Pope Francis answers first, that abortion “is not the lesser of two evils… It is a crime, an absolute evil.” But then he turns to “avoiding pregnancy” and introduces a case: “The great Paul VI, in a difficult situation in Africa, permitted nuns to use contraceptives in cases of rape [violenza]. Don’t confuse the evil of avoiding pregnancy by itself, with abortion.” The pope develops an extended argument on the wrongness of abortion, concluding, “each killing is condemned.” That is, abortion is never a legitimate moral option. But then he says, “avoiding pregnancy is not an absolute evil. In certain cases, as in this one, such as the one I mentioned of Blessed Paul VI, it was clear.”
While invoking the case of nuns using contraceptives in cases of possible rape as a reference for reflecting on contraception at a time of Zika, the pope not only rejects abortion as a legitimate option but concludes, by urging “doctors to do their utmost to find vaccines against these mosquitoes that carry this disease.”
What can we make of this exchange?
First, the pope, who has little time for deductive casuistry, does not respond to the questioner using the “principle of lesser evil.” Instead he takes the phrase “lesser evil” not as a principle but as a simple descriptive: abortion could never be considered a lesser evil because it is always an absolute evil; but “avoiding pregnancy is not.”
Instead of using that principle or another, like double effect, the pope invokes inductively a “permitted” case involving contraception even though the church has taught that contraception is morally wrong.
We should notice that Pope Francis is not changing the teaching on contraception: contraception remains morally wrong.

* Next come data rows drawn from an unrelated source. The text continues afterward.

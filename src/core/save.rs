//! Versioned, reference preserving serialization into an [`IndexedIo`].
//!
//! One object saved as `name` inside directory `D` is laid out as:
//!
//! ```text
//! D/name/type                       type name (String)
//! D/name/data/<Layer>/ioVersion     one per class layer that saves (UInt)
//! D/name/data/<Layer>/data/...      that layer's fields
//! ```
//!
//! Saving an object a second time writes an `InternedStringArray` leaf with
//! the path of the first copy, relative to the directory the save started in.
//!
//! [`IndexedIo`]: crate::io::IndexedIo

use std::collections::HashMap;

use tracing::{debug, trace};

use super::object::ObjectPtr;
use crate::io::{EntryPath, IndexedIoPtr};
use crate::util::{Error, InternedString, Result};

pub(crate) const TYPE_ENTRY: &str = "type";
pub(crate) const DATA_ENTRY: &str = "data";
pub(crate) const IO_VERSION_ENTRY: &str = "ioVersion";

/// Bookkeeping shared by all contexts of one top-level save.
pub(crate) struct SaveSession {
    root: EntryPath,
    // Holding the handle keeps the address from being reused mid-save.
    saved: HashMap<usize, (ObjectPtr, Vec<InternedString>)>,
}

/// Handed to [`Object::save`](super::Object::save); scoped to one object.
pub struct SaveContext<'a> {
    io: IndexedIoPtr,
    session: &'a mut SaveSession,
}

impl<'a> SaveContext<'a> {
    /// Directory holding this object's layers.
    pub fn raw_container(&self) -> &IndexedIoPtr {
        &self.io
    }

    /// Open the versioned directory of one class layer and return its `data`.
    pub fn container(&mut self, type_name: &str, io_version: u32) -> Result<IndexedIoPtr> {
        let layer = self.io.create_subdirectory(type_name)?;
        layer.write_value(IO_VERSION_ENTRY, io_version)?;
        layer.create_subdirectory(DATA_ENTRY)
    }

    /// Save `object` as `name` inside `container`.
    pub fn save(&mut self, object: &ObjectPtr, container: &IndexedIoPtr, name: &str) -> Result<()> {
        if let Some((_, path)) = self.session.saved.get(&object.addr()) {
            trace!(name, path = ?path, "save reference");
            return container.write_value(name, path.clone());
        }

        let dir = container.create_subdirectory(name)?;
        let path = relative_path(&dir.path(), &self.session.root)?;
        self.session.saved.insert(object.addr(), (object.clone(), path));

        let source = object.read();
        trace!(name, type_name = source.type_name(), "save object");
        dir.write_value(TYPE_ENTRY, source.type_name().to_string())?;
        let data = dir.create_subdirectory(DATA_ENTRY)?;
        let mut ctx = SaveContext {
            io: data,
            session: &mut *self.session,
        };
        source.save(&mut ctx)
    }
}

/// `path` with the `root` prefix removed.
pub(crate) fn relative_path(path: &[InternedString], root: &[InternedString]) -> Result<Vec<InternedString>> {
    path.strip_prefix(root)
        .map(|p| p.to_vec())
        .ok_or_else(|| Error::invalid("object saved outside of the session root"))
}

/// Save `object` as `io/name`, then commit that directory.
pub(crate) fn save_object(object: &ObjectPtr, io: &IndexedIoPtr, name: &str) -> Result<()> {
    debug!(path = %io.path_string(), name, "save");
    let mut session = SaveSession {
        root: io.path(),
        saved: HashMap::new(),
    };
    let mut ctx = SaveContext {
        io: io.clone(),
        session: &mut session,
    };
    ctx.save(object, io, name)?;
    io.subdirectory(name)?.commit()?;
    debug!(objects = session.saved.len(), "save complete");
    Ok(())
}

#[cfg(test)]
mod tests {
    use super::*;
    use crate::data::IntData;
    use crate::io::{EntryType, MemoryIndexedIo};
    use crate::objects::CompoundObject;

    #[test]
    fn test_layout() {
        let io = MemoryIndexedIo::create();
        ObjectPtr::new(IntData::new(5)).save(&io, "five").unwrap();

        let dir = io.subdirectory("five").unwrap();
        assert_eq!(dir.read_string("type").unwrap(), "IntData");
        let layer = dir.subdirectory("data").unwrap().subdirectory("IntData").unwrap();
        assert_eq!(layer.read_u32("ioVersion").unwrap(), 1);
        assert_eq!(layer.subdirectory("data").unwrap().read_i32("value").unwrap(), 5);
    }

    #[test]
    fn test_second_save_is_reference() {
        let member = ObjectPtr::new(IntData::new(1));
        let mut c = CompoundObject::new();
        c.insert("a", member.clone());
        c.insert("b", member);

        let io = MemoryIndexedIo::create();
        ObjectPtr::new(c).save(&io, "c").unwrap();

        let members = io
            .directory(
                &["c", "data", "CompoundObject", "data", "members"].map(InternedString::from),
                crate::io::MissingBehaviour::ThrowIfMissing,
            )
            .unwrap()
            .unwrap();
        assert_eq!(members.entry("a").unwrap().entry_type, EntryType::Directory);
        assert_eq!(members.entry("b").unwrap().entry_type, EntryType::File);
        let path: Vec<InternedString> = members.read_value("b").unwrap();
        let expected: Vec<InternedString> =
            ["c", "data", "CompoundObject", "data", "members", "a"].map(InternedString::from).to_vec();
        assert_eq!(path, expected);
    }

    #[test]
    fn test_relative_path() {
        let root: Vec<InternedString> = vec!["x".into()];
        let path: Vec<InternedString> = vec!["x".into(), "y".into()];
        assert_eq!(relative_path(&path, &root).unwrap(), vec![InternedString::from("y")]);
        assert!(relative_path(&root, &path).is_err());
    }
}
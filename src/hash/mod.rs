//! Structural hashing.

mod murmur;

pub use murmur::*;
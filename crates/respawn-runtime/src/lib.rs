//! OS-level runtime for the respawn supervisor.
//!
//! Locates the managed server process by executable path, force-kills it,
//! and restarts it through a generated launcher script so the supervisor
//! itself can exit without leaving a dangling parent.
//!
//! All operations here are synchronous and blocking; the supervisor invokes
//! each at most once per lifetime.

pub mod error;
pub mod process;
pub mod restart;
pub mod script;

pub use error::{SupervisorError, SupervisorResult};
pub use process::{
    KillOutcome, ProcessHandle, ProcessTable, SystemTable, Terminator, find_by_path, kill_by_path,
    native_terminator, pid_exists,
};
pub use restart::{RestartOutcome, launch_via_script, restart};
pub use script::{GeneratedScript, RESTART_SCRIPT_NAME, RUN_SCRIPT_NAME, write_script};
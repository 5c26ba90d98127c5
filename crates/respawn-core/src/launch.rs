//! Launch specification for starting the managed server.
//!
//! A [`LaunchSpec`] is an intent-based description of how to start the
//! server executable. It is constructed by the caller (CLI/config layer),
//! consumed once to render a launcher script, and never mutated afterwards.

use serde::{Deserialize, Serialize};
use std::path::PathBuf;

/// Flag passed to a restarted server so it skips first-run initialization.
pub const FAST_START_FLAG: &str = "-faststart";

/// Description of a server launch: what to start, with which arguments,
/// and where.
#[derive(Debug, Clone, Serialize, Deserialize)]
pub struct LaunchSpec {
    /// Path to the executable to start. May be relative to `working_dir`.
    pub executable: PathBuf,
    /// Arguments appended after the extra flags, as literal tokens.
    pub args: Vec<String>,
    /// Directory the server is started from.
    pub working_dir: PathBuf,
    /// Supervisor-injected flags placed before the caller's arguments
    /// (e.g. the fast-start flag on restart).
    pub extra_flags: Vec<String>,
}

impl LaunchSpec {
    /// Create a spec with no arguments or extra flags.
    #[must_use]
    pub fn new(executable: impl Into<PathBuf>, working_dir: impl Into<PathBuf>) -> Self {
        Self {
            executable: executable.into(),
            args: Vec::new(),
            working_dir: working_dir.into(),
            extra_flags: Vec::new(),
        }
    }

    /// Set the argument list.
    #[must_use]
    pub fn with_args(mut self, args: Vec<String>) -> Self {
        self.args = args;
        self
    }

    /// Set the supervisor-injected extra flags.
    #[must_use]
    pub fn with_extra_flags(mut self, flags: Vec<String>) -> Self {
        self.extra_flags = flags;
        self
    }

    /// All tokens that follow the executable on the command line, in order:
    /// extra flags first, then caller arguments.
    pub fn trailing_tokens(&self) -> impl Iterator<Item = &str> {
        self.extra_flags
            .iter()
            .chain(self.args.iter())
            .map(String::as_str)
    }
}

#[cfg(test)]
mod tests {
    use super::*;

    #[test]
    fn builder_sets_fields() {
        let spec = LaunchSpec::new("Server.exe", "/srv/game")
            .with_args(vec!["-port".into(), "8080".into()])
            .with_extra_flags(vec![FAST_START_FLAG.into()]);

        assert_eq!(spec.executable, PathBuf::from("Server.exe"));
        assert_eq!(spec.working_dir, PathBuf::from("/srv/game"));
        assert_eq!(spec.args, vec!["-port", "8080"]);
        assert_eq!(spec.extra_flags, vec![FAST_START_FLAG]);
    }

    #[test]
    fn trailing_tokens_puts_extra_flags_first() {
        let spec = LaunchSpec::new("Server", ".")
            .with_args(vec!["-log".into()])
            .with_extra_flags(vec![FAST_START_FLAG.into()]);

        let tokens: Vec<&str> = spec.trailing_tokens().collect();
        assert_eq!(tokens, vec![FAST_START_FLAG, "-log"]);
    }
}
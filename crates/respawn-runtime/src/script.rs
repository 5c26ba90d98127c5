//! Launcher script generation.
//!
//! A launcher script is a tiny batch (Windows) or POSIX sh (elsewhere)
//! script whose only job is to start a target executable detached from its
//! creator: change into the working directory, start the server, exit. The
//! server keeps running after both the script and the supervisor are gone.
//!
//! Scripts are written under fixed, well-known names in the current working
//! directory, overwritten on every restart and never deleted. The overwrite
//! is not atomic: a crash mid-write can leave a truncated script. Accepted
//! limitation for a single-instance supervisor.

use crate::error::{SupervisorError, SupervisorResult};
use respawn_core::LaunchSpec;
use std::fs;
use std::io;
use std::path::{Path, PathBuf};
use tracing::debug;

/// Well-known name of the restart launcher script.
#[cfg(windows)]
pub const RESTART_SCRIPT_NAME: &str = "restart.bat";
/// Well-known name of the restart launcher script.
#[cfg(not(windows))]
pub const RESTART_SCRIPT_NAME: &str = "restart.sh";

/// Well-known name of the generic run script.
#[cfg(windows)]
pub const RUN_SCRIPT_NAME: &str = "run_command.bat";
/// Well-known name of the generic run script.
#[cfg(not(windows))]
pub const RUN_SCRIPT_NAME: &str = "run_command.sh";

/// A launcher script materialized on disk.
#[derive(Debug, Clone)]
pub struct GeneratedScript {
    /// Where the script was written.
    pub path: PathBuf,
    /// The rendered script text.
    pub contents: String,
}

/// Quote a single token for the target shell.
///
/// Every path, flag and argument is quoted individually so embedded spaces
/// survive; a plain space-join of unquoted tokens would silently split them.
#[cfg(windows)]
fn quote(token: &str) -> String {
    // cmd convention: double quotes inside a quoted string are doubled
    format!("\"{}\"", token.replace('"', "\"\""))
}

#[cfg(not(windows))]
fn quote(token: &str) -> String {
    // POSIX sh: single quotes, with embedded quotes spliced as '\''
    format!("'{}'", token.replace('\'', "'\\''"))
}

/// The token used to invoke the executable from inside the script.
///
/// On Unix a bare filename needs a `./` prefix because the script has
/// already changed into the working directory.
#[cfg(not(windows))]
fn exec_token(executable: &Path) -> String {
    let raw = executable.display().to_string();
    if executable.components().count() == 1 {
        format!("./{raw}")
    } else {
        raw
    }
}

#[cfg(windows)]
fn exec_token(executable: &Path) -> String {
    executable.display().to_string()
}

/// Render the launcher script text for `spec`.
#[cfg(windows)]
pub fn render(spec: &LaunchSpec) -> String {
    // `start ""` detaches; the first quoted token is the window title
    let mut command = format!("start \"\" {}", quote(&exec_token(&spec.executable)));
    for token in spec.trailing_tokens() {
        command.push(' ');
        command.push_str(&quote(token));
    }
    format!(
        "@echo off\r\npushd {}\r\n{}\r\npopd\r\n",
        quote(&spec.working_dir.display().to_string()),
        command,
    )
}

/// Render the launcher script text for `spec`.
#[cfg(not(windows))]
pub fn render(spec: &LaunchSpec) -> String {
    // nohup + & detaches; the server outlives the script and its parent
    let mut command = format!("nohup {}", quote(&exec_token(&spec.executable)));
    for token in spec.trailing_tokens() {
        command.push(' ');
        command.push_str(&quote(token));
    }
    format!(
        "#!/bin/sh\ncd {} || exit 1\n{} >/dev/null 2>&1 &\n",
        quote(&spec.working_dir.display().to_string()),
        command,
    )
}

/// Write the launcher script for `spec` to `path`, overwriting any
/// previous script.
///
/// The working directory named by the spec must exist: a script pointing at
/// a missing directory would fail only after the supervisor has already
/// exited, so that mistake is surfaced here instead.
///
/// # Errors
///
/// [`SupervisorError::ScriptWrite`] on any filesystem failure (missing
/// working directory, permissions, disk full).
pub fn write_script(path: &Path, spec: &LaunchSpec) -> SupervisorResult<GeneratedScript> {
    if !spec.working_dir.is_dir() {
        return Err(SupervisorError::ScriptWrite {
            path: path.to_path_buf(),
            source: io::Error::new(
                io::ErrorKind::NotFound,
                format!("working directory {} does not exist", spec.working_dir.display()),
            ),
        });
    }

    let contents = render(spec);
    fs::write(path, &contents).map_err(|source| SupervisorError::ScriptWrite {
        path: path.to_path_buf(),
        source,
    })?;

    #[cfg(unix)]
    {
        use std::os::unix::fs::PermissionsExt;
        fs::set_permissions(path, fs::Permissions::from_mode(0o755)).map_err(|source| {
            SupervisorError::ScriptWrite {
                path: path.to_path_buf(),
                source,
            }
        })?;
    }

    debug!(path = %path.display(), "wrote launcher script");
    Ok(GeneratedScript {
        path: path.to_path_buf(),
        contents,
    })
}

But he is analogously invoking a permitted, exceptional case of contraception to answer the question regarding birth control and Zika. While there is no change in the teaching of “Humanae Vitae”on contraception, the pope is suggesting that the case of Zika is like the historical case permitted by Blessed Paul VI.
What is the case? From 1961 to 1964, several theologians raised the question whether an unmarried woman (especially a “consecrated woman”) could used birth control to protect herself from a pregnancy resulting from a rape. The case was a real one: religious women in the Congo were being raped at the time.
Though many major Roman theologians weighed in positively on the question (the discussion can be found in Ambrogio Valsecchi’s Controversy: The Birth Control Debate 1958-1968 Washington, D.C.: Corpus Books, 1967, 26-36; Edward Bayer, Rape within Marriage: A Moral Analysis Delayed Lanham: University Press of America, 1985, 82-92, 114-127), it was to my knowledge never resolved. There was, however, never any magisterial intervention, admonition or condemnation of the positive responses. For this reason, the position allowing contraception was considered tacitly permitted (Bayer, 115). Pope Francis states in fact that Blessed Paul VI “permitted” it.
Significantly the case was not simply that one religious woman could take the pill. It was that these women were given anovulant drugs by “doctors on the mission.” In other words, this was not a private action but a public and known health policy, involving Catholic doctors, in Catholic hospitals, providing contraception to Catholic women.
By invoking this public case and asserting that it was permitted by Blessed Paul VI, Pope Francis is reminding us that the question of contraception in areas under threat of the Zika virus, is not simply a matter of an individual woman’s decision. It is also a matter of the practices of Catholic health care facilities and their staff members struggling to protect the health needs of people under threat of the virus.
James F. Keenan, S.J., a moral theologian, is the Canisius Professor at Boston College.